- Action item:
Line by line, transcribe the records exactly.

##### Entries supplied #####

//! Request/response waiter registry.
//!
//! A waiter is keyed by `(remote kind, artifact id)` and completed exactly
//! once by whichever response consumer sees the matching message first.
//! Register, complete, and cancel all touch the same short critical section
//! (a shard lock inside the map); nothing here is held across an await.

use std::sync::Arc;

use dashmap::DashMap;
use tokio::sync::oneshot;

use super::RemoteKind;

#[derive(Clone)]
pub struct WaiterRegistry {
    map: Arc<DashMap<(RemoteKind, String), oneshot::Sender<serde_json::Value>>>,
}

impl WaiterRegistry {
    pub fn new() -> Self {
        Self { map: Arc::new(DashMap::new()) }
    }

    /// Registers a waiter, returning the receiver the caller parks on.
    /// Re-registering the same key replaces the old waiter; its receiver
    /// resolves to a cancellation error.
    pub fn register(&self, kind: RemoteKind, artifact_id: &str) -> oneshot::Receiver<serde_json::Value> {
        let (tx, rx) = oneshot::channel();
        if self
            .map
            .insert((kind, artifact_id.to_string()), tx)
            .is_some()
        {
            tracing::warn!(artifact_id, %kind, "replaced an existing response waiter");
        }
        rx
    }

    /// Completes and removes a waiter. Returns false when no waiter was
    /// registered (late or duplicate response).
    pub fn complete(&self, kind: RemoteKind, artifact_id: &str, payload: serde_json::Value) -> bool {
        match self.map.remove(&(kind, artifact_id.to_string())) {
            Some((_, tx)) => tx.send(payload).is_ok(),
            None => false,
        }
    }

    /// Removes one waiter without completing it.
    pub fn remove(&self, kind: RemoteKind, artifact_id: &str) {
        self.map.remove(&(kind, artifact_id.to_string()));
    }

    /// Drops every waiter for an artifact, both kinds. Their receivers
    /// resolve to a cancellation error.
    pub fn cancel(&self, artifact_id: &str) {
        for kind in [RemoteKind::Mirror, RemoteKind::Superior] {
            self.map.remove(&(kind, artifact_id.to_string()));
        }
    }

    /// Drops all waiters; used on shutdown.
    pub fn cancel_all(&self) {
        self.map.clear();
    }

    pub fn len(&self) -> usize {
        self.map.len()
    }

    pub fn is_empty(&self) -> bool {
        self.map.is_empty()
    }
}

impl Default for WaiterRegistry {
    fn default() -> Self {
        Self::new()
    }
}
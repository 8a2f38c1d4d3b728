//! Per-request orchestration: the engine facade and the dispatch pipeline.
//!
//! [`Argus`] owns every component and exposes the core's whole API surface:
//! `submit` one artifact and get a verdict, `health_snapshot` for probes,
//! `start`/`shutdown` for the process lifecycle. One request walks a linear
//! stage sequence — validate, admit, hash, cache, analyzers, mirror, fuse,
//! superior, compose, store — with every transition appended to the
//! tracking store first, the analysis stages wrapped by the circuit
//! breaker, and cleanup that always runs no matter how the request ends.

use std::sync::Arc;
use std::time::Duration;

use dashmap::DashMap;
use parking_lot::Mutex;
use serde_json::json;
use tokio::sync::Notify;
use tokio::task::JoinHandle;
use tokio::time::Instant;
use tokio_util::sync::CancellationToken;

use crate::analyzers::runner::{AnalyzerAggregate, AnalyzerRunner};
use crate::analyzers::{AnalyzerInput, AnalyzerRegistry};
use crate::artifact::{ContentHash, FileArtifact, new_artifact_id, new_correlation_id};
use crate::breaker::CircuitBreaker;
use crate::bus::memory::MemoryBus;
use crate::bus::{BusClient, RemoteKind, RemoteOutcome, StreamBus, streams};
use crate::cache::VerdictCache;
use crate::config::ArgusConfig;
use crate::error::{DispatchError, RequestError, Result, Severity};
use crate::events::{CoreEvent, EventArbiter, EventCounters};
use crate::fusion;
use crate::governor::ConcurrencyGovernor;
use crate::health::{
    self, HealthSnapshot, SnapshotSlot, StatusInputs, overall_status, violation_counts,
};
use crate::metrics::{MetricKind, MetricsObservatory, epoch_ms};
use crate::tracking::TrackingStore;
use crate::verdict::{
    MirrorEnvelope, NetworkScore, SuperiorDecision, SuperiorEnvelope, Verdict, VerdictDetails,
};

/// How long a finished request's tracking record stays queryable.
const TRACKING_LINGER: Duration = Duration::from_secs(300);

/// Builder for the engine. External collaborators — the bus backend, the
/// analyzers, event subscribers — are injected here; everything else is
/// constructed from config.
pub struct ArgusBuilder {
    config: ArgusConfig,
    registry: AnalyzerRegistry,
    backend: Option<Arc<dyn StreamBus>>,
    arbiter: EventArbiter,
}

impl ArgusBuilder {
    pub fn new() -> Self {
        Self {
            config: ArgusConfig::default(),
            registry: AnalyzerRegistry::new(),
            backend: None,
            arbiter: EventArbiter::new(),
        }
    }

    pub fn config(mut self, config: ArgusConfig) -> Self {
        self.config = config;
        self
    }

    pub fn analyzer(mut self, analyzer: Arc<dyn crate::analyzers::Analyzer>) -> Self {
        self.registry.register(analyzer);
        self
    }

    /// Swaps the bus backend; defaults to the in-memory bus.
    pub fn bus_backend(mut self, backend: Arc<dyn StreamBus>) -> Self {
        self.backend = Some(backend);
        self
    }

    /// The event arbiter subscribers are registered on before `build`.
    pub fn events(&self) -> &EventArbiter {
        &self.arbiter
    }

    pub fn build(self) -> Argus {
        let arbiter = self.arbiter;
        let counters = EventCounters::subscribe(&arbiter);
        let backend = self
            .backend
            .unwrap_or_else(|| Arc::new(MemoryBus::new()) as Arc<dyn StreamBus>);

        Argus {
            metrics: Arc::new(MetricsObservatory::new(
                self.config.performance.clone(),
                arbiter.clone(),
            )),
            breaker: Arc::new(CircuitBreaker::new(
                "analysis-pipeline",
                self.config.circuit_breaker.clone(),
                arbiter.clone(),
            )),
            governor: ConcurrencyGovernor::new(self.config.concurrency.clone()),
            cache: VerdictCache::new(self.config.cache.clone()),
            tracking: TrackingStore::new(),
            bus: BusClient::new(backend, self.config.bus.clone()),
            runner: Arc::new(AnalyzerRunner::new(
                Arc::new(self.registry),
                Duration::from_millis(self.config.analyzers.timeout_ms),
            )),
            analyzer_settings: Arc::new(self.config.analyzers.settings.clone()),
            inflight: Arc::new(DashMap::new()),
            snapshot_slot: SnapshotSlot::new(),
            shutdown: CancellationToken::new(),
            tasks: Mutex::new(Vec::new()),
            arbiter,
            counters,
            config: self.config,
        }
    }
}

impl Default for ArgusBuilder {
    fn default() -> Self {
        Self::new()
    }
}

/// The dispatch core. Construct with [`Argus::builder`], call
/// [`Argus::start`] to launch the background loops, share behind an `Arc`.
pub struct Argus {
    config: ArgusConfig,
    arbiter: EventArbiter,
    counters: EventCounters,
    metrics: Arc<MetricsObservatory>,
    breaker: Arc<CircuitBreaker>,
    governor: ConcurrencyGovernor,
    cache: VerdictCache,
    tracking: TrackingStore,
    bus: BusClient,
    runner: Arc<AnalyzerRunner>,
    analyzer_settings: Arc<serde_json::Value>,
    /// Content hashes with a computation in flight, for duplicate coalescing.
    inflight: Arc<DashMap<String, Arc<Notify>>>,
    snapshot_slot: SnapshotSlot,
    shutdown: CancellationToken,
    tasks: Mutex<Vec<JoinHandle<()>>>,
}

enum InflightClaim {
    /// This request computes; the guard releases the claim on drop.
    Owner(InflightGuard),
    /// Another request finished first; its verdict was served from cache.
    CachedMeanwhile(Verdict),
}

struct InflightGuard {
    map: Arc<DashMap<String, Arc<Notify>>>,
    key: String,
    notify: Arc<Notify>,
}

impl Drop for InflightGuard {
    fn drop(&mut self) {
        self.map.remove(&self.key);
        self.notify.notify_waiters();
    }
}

#####

- Task response:
//! Request/response waiter registry.
//!
//! A waiter is keyed by `(remote kind, artifact id)` and completed exactly
//! once by whichever response consumer sees the matching message first.
//! Register, complete, and cancel all touch the same short critical section
//! (a shard lock inside the map); nothing here is held across an await.

use std::sync::Arc;

use dashmap::DashMap;
use tokio::sync::oneshot;

use super::RemoteKind;

#[derive(Clone)]
pub struct WaiterRegistry {
    map: Arc<DashMap<(RemoteKind, String), oneshot::Sender<serde_json::Value>>>,
}

impl WaiterRegistry {
    pub fn new() -> Self {
        Self { map: Arc::new(DashMap::new()) }
    }

    /// Registers a waiter, returning the receiver the caller parks on.
    /// Re-registering the same key replaces the old waiter; its receiver
    /// resolves to a cancellation error.
    pub fn register(&self, kind: RemoteKind, artifact_id: &str) -> oneshot::Receiver<serde_json::Value> {
        let (tx, rx) = oneshot::channel();
        if self
            .map
            .insert((kind, artifact_id.to_string()), tx)
            .is_some()
        {
            tracing::warn!(artifact_id, %kind, "replaced an existing response waiter");
        }
        rx
    }

    /// Completes and removes a waiter. Returns false when no waiter was
    /// registered (late or duplicate response).
    pub fn complete(&self, kind: RemoteKind, artifact_id: &str, payload: serde_json::Value) -> bool {
        match self.map.remove(&(kind, artifact_id.to_string())) {
            Some((_, tx)) => tx.send(payload).is_ok(),
            None => false,
        }
    }

    /// Removes one waiter without completing it.
    pub fn remove(&self, kind: RemoteKind, artifact_id: &str) {
        self.map.remove(&(kind, artifact_id.to_string()));
    }

    /// Drops every waiter for an artifact, both kinds. Their receivers
    /// resolve to a cancellation error.
    pub fn cancel(&self, artifact_id: &str) {
        for kind in [RemoteKind::Mirror, RemoteKind::Superior] {
            self.map.remove(&(kind, artifact_id.to_string()));
        }
    }

    /// Drops all waiters; used on shutdown.
    pub fn cancel_all(&self) {
        self.map.clear();
    }

    pub fn len(&self) -> usize {
        self.map.len()
    }

    pub fn is_empty(&self) -> bool {
        self.map.is_empty()
    }
}

impl Default for WaiterRegistry {
    fn default() -> Self {
        Self::new()
    }
}
repository 8a2f38c1d4d3b728
//! Per-request orchestration: the engine facade and the dispatch pipeline.
//!
//! [`Argus`] owns every component and exposes the core's whole API surface:
//! `submit` one artifact and get a verdict, `health_snapshot` for probes,
//! `start`/`shutdown` for the process lifecycle. One request walks a linear
//! stage sequence — validate, admit, hash, cache, analyzers, mirror, fuse,
//! superior, compose, store — with every transition appended to the
//! tracking store first, the analysis stages wrapped by the circuit
//! breaker, and cleanup that always runs no matter how the request ends.

use std::sync::Arc;
use std::time::Duration;

use dashmap::DashMap;
use parking_lot::Mutex;
use serde_json::json;
use tokio::sync::Notify;
use tokio::task::JoinHandle;
use tokio::time::Instant;
use tokio_util::sync::CancellationToken;

use crate::analyzers::runner::{AnalyzerAggregate, AnalyzerRunner};
use crate::analyzers::{AnalyzerInput, AnalyzerRegistry};
use crate::artifact::{ContentHash, FileArtifact, new_artifact_id, new_correlation_id};
use crate::breaker::CircuitBreaker;
use crate::bus::memory::MemoryBus;
use crate::bus::{BusClient, RemoteKind, RemoteOutcome, StreamBus, streams};
use crate::cache::VerdictCache;
use crate::config::ArgusConfig;
use crate::error::{DispatchError, RequestError, Result, Severity};
use crate::events::{CoreEvent, EventArbiter, EventCounters};
use crate::fusion;
use crate::governor::ConcurrencyGovernor;
use crate::health::{
    self, HealthSnapshot, SnapshotSlot, StatusInputs, overall_status, violation_counts,
};
use crate::metrics::{MetricKind, MetricsObservatory, epoch_ms};
use crate::tracking::TrackingStore;
use crate::verdict::{
    MirrorEnvelope, NetworkScore, SuperiorDecision, SuperiorEnvelope, Verdict, VerdictDetails,
};

/// How long a finished request's tracking record stays queryable.
const TRACKING_LINGER: Duration = Duration::from_secs(300);

/// Builder for the engine. External collaborators — the bus backend, the
/// analyzers, event subscribers — are injected here; everything else is
/// constructed from config.
pub struct ArgusBuilder {
    config: ArgusConfig,
    registry: AnalyzerRegistry,
    backend: Option<Arc<dyn StreamBus>>,
    arbiter: EventArbiter,
}

impl ArgusBuilder {
    pub fn new() -> Self {
        Self {
            config: ArgusConfig::default(),
            registry: AnalyzerRegistry::new(),
            backend: None,
            arbiter: EventArbiter::new(),
        }
    }

    pub fn config(mut self, config: ArgusConfig) -> Self {
        self.config = config;
        self
    }

    pub fn analyzer(mut self, analyzer: Arc<dyn crate::analyzers::Analyzer>) -> Self {
        self.registry.register(analyzer);
        self
    }

    /// Swaps the bus backend; defaults to the in-memory bus.
    pub fn bus_backend(mut self, backend: Arc<dyn StreamBus>) -> Self {
        self.backend = Some(backend);
        self
    }

    /// The event arbiter subscribers are registered on before `build`.
    pub fn events(&self) -> &EventArbiter {
        &self.arbiter
    }

    pub fn build(self) -> Argus {
        let arbiter = self.arbiter;
        let counters = EventCounters::subscribe(&arbiter);
        let backend = self
            .backend
            .unwrap_or_else(|| Arc::new(MemoryBus::new()) as Arc<dyn StreamBus>);

        Argus {
            metrics: Arc::new(MetricsObservatory::new(
                self.config.performance.clone(),
                arbiter.clone(),
            )),
            breaker: Arc::new(CircuitBreaker::new(
                "analysis-pipeline",
                self.config.circuit_breaker.clone(),
                arbiter.clone(),
            )),
            governor: ConcurrencyGovernor::new(self.config.concurrency.clone()),
            cache: VerdictCache::new(self.config.cache.clone()),
            tracking: TrackingStore::new(),
            bus: BusClient::new(backend, self.config.bus.clone()),
            runner: Arc::new(AnalyzerRunner::new(
                Arc::new(self.registry),
                Duration::from_millis(self.config.analyzers.timeout_ms),
            )),
            analyzer_settings: Arc::new(self.config.analyzers.settings.clone()),
            inflight: Arc::new(DashMap::new()),
            snapshot_slot: SnapshotSlot::new(),
            shutdown: CancellationToken::new(),
            tasks: Mutex::new(Vec::new()),
            arbiter,
            counters,
            config: self.config,
        }
    }
}

impl Default for ArgusBuilder {
    fn default() -> Self {
        Self::new()
    }
}

/// The dispatch core. Construct with [`Argus::builder`], call
/// [`Argus::start`] to launch the background loops, share behind an `Arc`.
pub struct Argus {
    config: ArgusConfig,
    arbiter: EventArbiter,
    counters: EventCounters,
    metrics: Arc<MetricsObservatory>,
    breaker: Arc<CircuitBreaker>,
    governor: ConcurrencyGovernor,
    cache: VerdictCache,
    tracking: TrackingStore,
    bus: BusClient,
    runner: Arc<AnalyzerRunner>,
    analyzer_settings: Arc<serde_json::Value>,
    /// Content hashes with a computation in flight, for duplicate coalescing.
    inflight: Arc<DashMap<String, Arc<Notify>>>,
    snapshot_slot: SnapshotSlot,
    shutdown: CancellationToken,
    tasks: Mutex<Vec<JoinHandle<()>>>,
}

enum InflightClaim {
    /// This request computes; the guard releases the claim on drop.
    Owner(InflightGuard),
    /// Another request finished first; its verdict was served from cache.
    CachedMeanwhile(Verdict),
}

struct InflightGuard {
    map: Arc<DashMap<String, Arc<Notify>>>,
    key: String,
    notify: Arc<Notify>,
}

impl Drop for InflightGuard {
    fn drop(&mut self) {
        self.map.remove(&self.key);
        self.notify.notify_waiters();
    }
}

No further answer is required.